Tok!!! Tok!!!! Tok!!!!!
"Daddy!! Mommy!! Ini sudah hampir waktunya berangkat sekolah, kami akan telat jika kalian berdua tidak segera keluar dari kamar!"
Lisa berdecak kesal mendengar suara putri mereka yang berumur emam tahun itu terus memanggil.
"Lanjutkan nanti setelah aku mengantar anak-anak ke sekolah. Kita akan memiliki banyak waktu luang karena Unnie dan Appa mengajak anak-anak pergi ke pantai.." Jennie mengelus rahang Lisa dengan lembut.
Seolah takdir berpihak padanya."Antar anak-anak kalau begitu, aku akan pergi ke perusahaan sebentar mengecek beberapa berkas,.... Dan pastikan aku pulang, kamu sudah siap, Wife.." bisiknya sebelum melepaskan tubuh sang istri yang selalu membuatnya ketagihan dan tidak pernah bosan.
Cup!
Jennie menggeleng-gelengkan kepalanya melihat tingkah Lisa yang tidak pernah berubah. Selalu memberikan perasaan yang sama seolah mereka baru saja menikah.
Melihat kedua anaknya yang sudah rapi dengan tas di punggung masing-masing. "Kita berangkat sekarang?" Anak tertua mereka – Aurora Manoban – tersenyum sambil menggenggam tangan adik laki-laki di sampingnya.
Jennie berjalan dengan kedua tangannya menggenggam tangan kedua anaknya yang terlahir kembar.

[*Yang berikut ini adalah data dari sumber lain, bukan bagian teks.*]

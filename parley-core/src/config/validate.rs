//! Configuration validation rules.

use super::schema::Config;

/// Validate configuration and return aggregated validation errors.
pub fn validate_config(config: &Config) -> crate::Result<()> {
    let mut errors = Vec::new();

    if config.agent.model.trim().is_empty() {
        errors.push("agent.model must not be empty".to_string());
    }
    if !(0.0..=2.0).contains(&config.agent.temperature) {
        errors.push("agent.temperature must be in [0.0, 2.0]".to_string());
    }
    if config.agent.max_tokens == Some(0) {
        errors.push("agent.max_tokens must be > 0 when set".to_string());
    }
    if config.agent.context_window == Some(0) {
        errors.push("agent.context_window must be > 0 when set".to_string());
    }

    let format = config.logging.format.to_lowercase();
    if format != "text" && format != "json" {
        errors.push(format!(
            "logging.format must be \"text\" or \"json\", got \"{}\"",
            config.logging.format
        ));
    }
    if config.logging.dir.trim().is_empty() {
        errors.push("logging.dir must not be empty".to_string());
    }

    if errors.is_empty() {
        Ok(())
    } else {
        Err(crate::Error::Validation(errors.join("; ")))
    }
}
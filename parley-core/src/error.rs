//! Error types for parley

use thiserror::Error;

/// The main error type for parley core operations
#[derive(Error, Debug)]
pub enum Error {
    /// Configuration errors
    #[error("Configuration error: {0}")]
    Config(String),

    /// I/O errors
    #[error("I/O error: {0}")]
    Io(#[from] std::io::Error),

    /// Serialization errors
    #[error("Serialization error: {0}")]
    Serialization(String),

    /// Validation errors
    #[error("Validation error: {0}")]
    Validation(String),

    /// Not found errors
    #[error("Not found: {0}")]
    NotFound(String),
}

/// A specialized Result type for parley core operations
pub type Result<T> = std::result::Result<T, Error>;

impl From<serde_json::Error> for Error {
    fn from(e: serde_json::Error) -> Self {
        Error::Serialization(e.to_string())
    }
}
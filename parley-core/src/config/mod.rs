//! Configuration management
//!
//! Handles loading and validation of parley configuration from files
//! and environment variables.

pub mod loader;
pub mod schema;
pub mod validate;

pub use loader::{expand_tilde, ConfigLoader};
pub use schema::*;
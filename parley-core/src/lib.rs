//! Core types for parley
//!
//! This crate provides the in-memory session store, configuration loading
//! and logging setup shared by the other parley crates.

pub mod config;
pub mod error;
pub mod logging;
pub mod session;

pub use error::{Error, Result};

Ya, anak Lisa dan Jennie kembar.
Dokter awalnya mengira Jennie hanya mengandung satu bayi, tapi saat persalinan, dia memiliki dua bayi. Yang tertua anak perempuan dan adiknya adalah laki-laki pendiam dan jarang berbicara. Sangat mewarisi sikap Lisa saat masih kecil menurut kata sang Haraboji – Marco Manoban.

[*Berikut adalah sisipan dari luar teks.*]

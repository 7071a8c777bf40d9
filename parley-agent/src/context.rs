//! Context builder for assembling model requests

use parley_core::session::ChatMessage;
use parley_providers::Message;

/// How much of a session log is sent to the model.
///
/// The default sends everything, so the request grows with the conversation.
#[derive(Debug, Clone, Copy, Default, PartialEq, Eq)]
pub struct ContextWindow {
    max_messages: Option<usize>,
}

impl ContextWindow {
    /// Send the whole log
    pub fn unbounded() -> Self {
        Self { max_messages: None }
    }

    /// Keep the leading system messages plus the newest `max_messages` others.
    /// `None` means unbounded.
    pub fn capped(max_messages: Option<usize>) -> Self {
        Self { max_messages }
    }

    pub fn max_messages(&self) -> Option<usize> {
        self.max_messages
    }

    /// Build the ordered message list for one model call
    pub fn build_messages(&self, log: &[ChatMessage]) -> Vec<Message> {
        let preamble = log
            .iter()
            .take_while(|m| matches!(m, ChatMessage::System(_)))
            .count();
        let (head, tail) = log.split_at(preamble);

        let skip = match self.max_messages {
            Some(max) => tail.len().saturating_sub(max),
            None => 0,
        };

        head.iter()
            .chain(tail.iter().skip(skip))
            .map(to_provider_message)
            .collect()
    }
}

fn to_provider_message(message: &ChatMessage) -> Message {
    match message {
        ChatMessage::System(text) => Message::system(text.as_str()),
        ChatMessage::User(text) => Message::user(text.as_str()),
        ChatMessage::Assistant(text) => Message::assistant(text.as_str()),
    }
}
//! Session management for conversation history
//!
//! Sessions live in memory only and disappear with the process.

pub mod manager;
pub mod store;

pub use manager::SessionStore;
pub use store::{
    derive_title, ChatMessage, Session, SessionId, DEFAULT_SYSTEM_PROMPT, PLACEHOLDER_TITLE,
};
//! CLI entry point for parley

mod app;
mod tui;

use anyhow::Result;
use clap::{Parser, Subcommand};
use console::style;
use dialoguer::{Confirm, Input, Select};
use indicatif::{ProgressBar, ProgressStyle};
use parley_agent::{ConversationDriver, SendOutcome};
use parley_core::config::{Config, ConfigLoader};
use parley_core::logging::{init_logging, LogOutput};
use parley_core::session::SessionStore;
use parley_providers::{route_model, OpenAiCompatClient, ProviderRegistry};
use std::path::PathBuf;
use std::sync::Arc;
use std::time::Duration;
use tracing::{error, info};

use crate::app::ChatApp;

#[derive(Parser)]
#[command(name = "parley")]
#[command(about = "Multi-session chat with an LLM in your terminal")]
#[command(version)]
struct Cli {
    #[command(subcommand)]
    command: Option<Commands>,

    /// Config directory (default: ~/.parley)
    #[arg(short, long, global = true)]
    config_dir: Option<PathBuf>,
}

#[derive(Subcommand)]
enum Commands {
    /// Interactive setup
    Onboard,
    /// Open the chat UI (default)
    Chat {
        /// Model override
        #[arg(short, long)]
        model: Option<String>,
    },
    /// Send one message and print the reply
    Ask {
        /// Message to send
        #[arg(short, long)]
        message: String,

        /// Model override
        #[arg(long)]
        model: Option<String>,
    },
    /// Show configuration and provider status
    Status,
}

#[tokio::main]
async fn main() -> Result<()> {
    dotenv::dotenv().ok();

    let cli = Cli::parse();

    let config_loader = if let Some(dir) = cli.config_dir {
        ConfigLoader::with_dir(dir)
    } else {
        ConfigLoader::new()
    };

    let command = cli.command.unwrap_or(Commands::Chat { model: None });

    if let Commands::Onboard = command {
        return run_onboard(&config_loader);
    }

    let config = config_loader.load()?;
    let output = match command {
        Commands::Chat { .. } => LogOutput::FileOnly,
        _ => LogOutput::Console,
    };
    let _log_guard = init_logging(&config.logging, output)?;

    match command {
        Commands::Chat { model } => {
            info!("Starting chat UI");
            run_chat(&config, model).await?;
        }
        Commands::Ask { message, model } => {
            info!("Processing one-shot message");
            run_ask(&config, &message, model).await?;
        }
        Commands::Status => run_status(&config_loader, &config),
        Commands::Onboard => {}
    }

    Ok(())
}

fn build_driver(config: &Config, model: Option<String>) -> Result<ConversationDriver> {
    let model = model.unwrap_or_else(|| config.agent.model.clone());
    let provider = OpenAiCompatClient::from_config(config, &model)?;
    Ok(ConversationDriver::from_config(Arc::new(provider), &config.agent).with_model(model))
}

/// Run the interactive chat UI
async fn run_chat(config: &Config, model: Option<String>) -> Result<()> {
    let driver = build_driver(config, model)?;
    let store = SessionStore::with_system_prompt(config.agent.system_prompt.clone());
    tui::run(ChatApp::new(store, driver)).await
}

/// Send a single message in a fresh session
async fn run_ask(config: &Config, message: &str, model: Option<String>) -> Result<()> {
    let driver = build_driver(config, model)?;
    let mut store = SessionStore::with_system_prompt(config.agent.system_prompt.clone());
    store.create();

    let spinner = ProgressBar::new_spinner();
    spinner.set_style(ProgressStyle::with_template("{spinner:.cyan} {msg}")?);
    spinner.set_message("Thinking...");
    spinner.enable_steady_tick(Duration::from_millis(100));

    let result = driver.send(&mut store, message).await;
    spinner.finish_and_clear();

    match result {
        Ok(SendOutcome::Replied(reply)) => {
            println!("{}", style("Assistant:").green().bold());
            println!("{}", reply);
            Ok(())
        }
        Ok(SendOutcome::Ignored) => {
            println!("Nothing to send; the message was blank.");
            Ok(())
        }
        Err(e) => {
            error!("Request failed: {}", e);
            anyhow::bail!("Error: {}", e)
        }
    }
}

/// Print configuration and provider status
fn run_status(loader: &ConfigLoader, config: &Config) {
    let registry = ProviderRegistry::new();

    println!("{}", style("Parley Status").bold().cyan());
    println!("Version: {}\n", env!("CARGO_PKG_VERSION"));

    println!("{}", style("Configuration:").bold());
    println!("  Config directory: {}", loader.config_dir().display());
    println!("  Model: {}", config.agent.model);
    match route_model(&registry, config, &config.agent.model) {
        Some(route) => {
            println!("  Provider: {} ({})", route.spec.label(), route.wire_model)
        }
        None => println!("  Provider: {}", style("unknown").red()),
    }
    println!("  Temperature: {}", config.agent.temperature);
    println!(
        "  Max tokens: {}",
        config
            .agent
            .max_tokens
            .map_or_else(|| "provider default".to_string(), |n| n.to_string())
    );
    println!(
        "  Context window: {}",
        config
            .agent
            .context_window
            .map_or_else(|| "unbounded".to_string(), |n| format!("{} messages", n))
    );
    println!("  Log directory: {}", config.logging.dir);
    println!();

    println!("{}", style("Providers:").bold());
    for spec in registry.all() {
        let provider = config.providers.by_name(&spec.name);
        let has_key = provider.is_some_and(|p| !p.api_key.is_empty());
        let has_base = provider.is_some_and(|p| p.api_base.is_some());
        let status = if has_key {
            style("configured".to_string()).green()
        } else if !spec.requires_key() && (has_base || !spec.default_api_base.is_empty()) {
            style("local".to_string()).green()
        } else if spec.env_key.is_empty() {
            style("not configured".to_string()).red()
        } else {
            style(format!("not configured (set {})", spec.env_key)).red()
        };
        println!("  {}: {}", spec.label(), status);
    }
}

/// Run the onboard wizard
fn run_onboard(loader: &ConfigLoader) -> Result<()> {
    println!("{}", style("Welcome to parley!").bold().cyan());
    println!("Let's set up your configuration.\n");

    let config_path = loader.config_path();
    if config_path.exists() {
        let overwrite = Confirm::new()
            .with_prompt("Configuration already exists. Overwrite?")
            .default(false)
            .interact()?;
        if !overwrite {
            println!("Onboard cancelled.");
            return Ok(());
        }
    }

    let registry = ProviderRegistry::new();
    let labels: Vec<String> = registry.all().iter().map(|spec| spec.label()).collect();
    let provider_idx = Select::new()
        .with_prompt("Select your LLM provider")
        .items(&labels)
        .default(0)
        .interact()?;
    let spec = &registry.all()[provider_idx];

    let api_key: String = Input::new()
        .with_prompt(format!("Enter your {} API key", spec.label()))
        .allow_empty(!spec.requires_key())
        .interact_text()?;

    let api_base = if spec.default_api_base.is_empty() {
        let base: String = Input::new()
            .with_prompt("Enter the API base URL")
            .interact_text()?;
        Some(base)
    } else {
        None
    };

    let model: String = Input::new()
        .with_prompt("Enter the model to use")
        .default(format!("{}/{}", spec.name, spec.default_model))
        .interact_text()?;

    // Start from whatever is already on disk so unrelated sections survive.
    let mut config = loader.load().unwrap_or_default();
    config.agent.model = model;
    if let Some(provider) = config.providers.by_name_mut(&spec.name) {
        provider.api_key = api_key;
        if api_base.is_some() {
            provider.api_base = api_base;
        }
    }

    loader.save(&config)?;

    println!(
        "\n{}",
        style("Configuration saved successfully!").green().bold()
    );
    println!("Config location: {}", config_path.display());
    println!("\nYou can now run:");
    println!("  {} - Open the chat UI", style("parley").cyan());
    println!(
        "  {} - Send a single message",
        style("parley ask --message 'Hello!'").cyan()
    );

    Ok(())
}

#[cfg(test)]
mod tests {
    use super::*;

    #[test]
    fn test_cli_defaults_to_chat() {
        let cli = Cli::try_parse_from(["parley"]).unwrap();
        assert!(cli.command.is_none());
        assert!(cli.config_dir.is_none());
    }

    #[test]
    fn test_cli_parses_ask_with_global_config_dir() {
        let cli =
            Cli::try_parse_from(["parley", "ask", "-m", "hello", "--config-dir", "/tmp/p"]).unwrap();
        assert_eq!(cli.config_dir, Some(PathBuf::from("/tmp/p")));
        match cli.command {
            Some(Commands::Ask { message, model }) => {
                assert_eq!(message, "hello");
                assert!(model.is_none());
            }
            _ => panic!("expected ask"),
        }
    }

    #[test]
    fn test_build_driver_uses_override_model() {
        let config = Config::default();
        let driver = build_driver(&config, Some("openai/gpt-4o-mini".to_string())).unwrap();
        assert_eq!(driver.model(), "openai/gpt-4o-mini");

        let driver = build_driver(&config, None).unwrap();
        assert_eq!(driver.model(), "gemini/gemini-2.5-flash");
    }
}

Aurora adalah nama yang di pilih oleh Seonho sementara adik laki-laki di pilih oleh Marco dan di beri nama Limario. Lisa dan Jennie setuju mendengarnya, mereka berdua sangat setuju karena bagi mereka, nama bayi yang di berikan oleh Seonho dan Marco bagus dan tentu saja kedua haraboji itu tidak sembarangan memberi nama atas cucu pertama mereka.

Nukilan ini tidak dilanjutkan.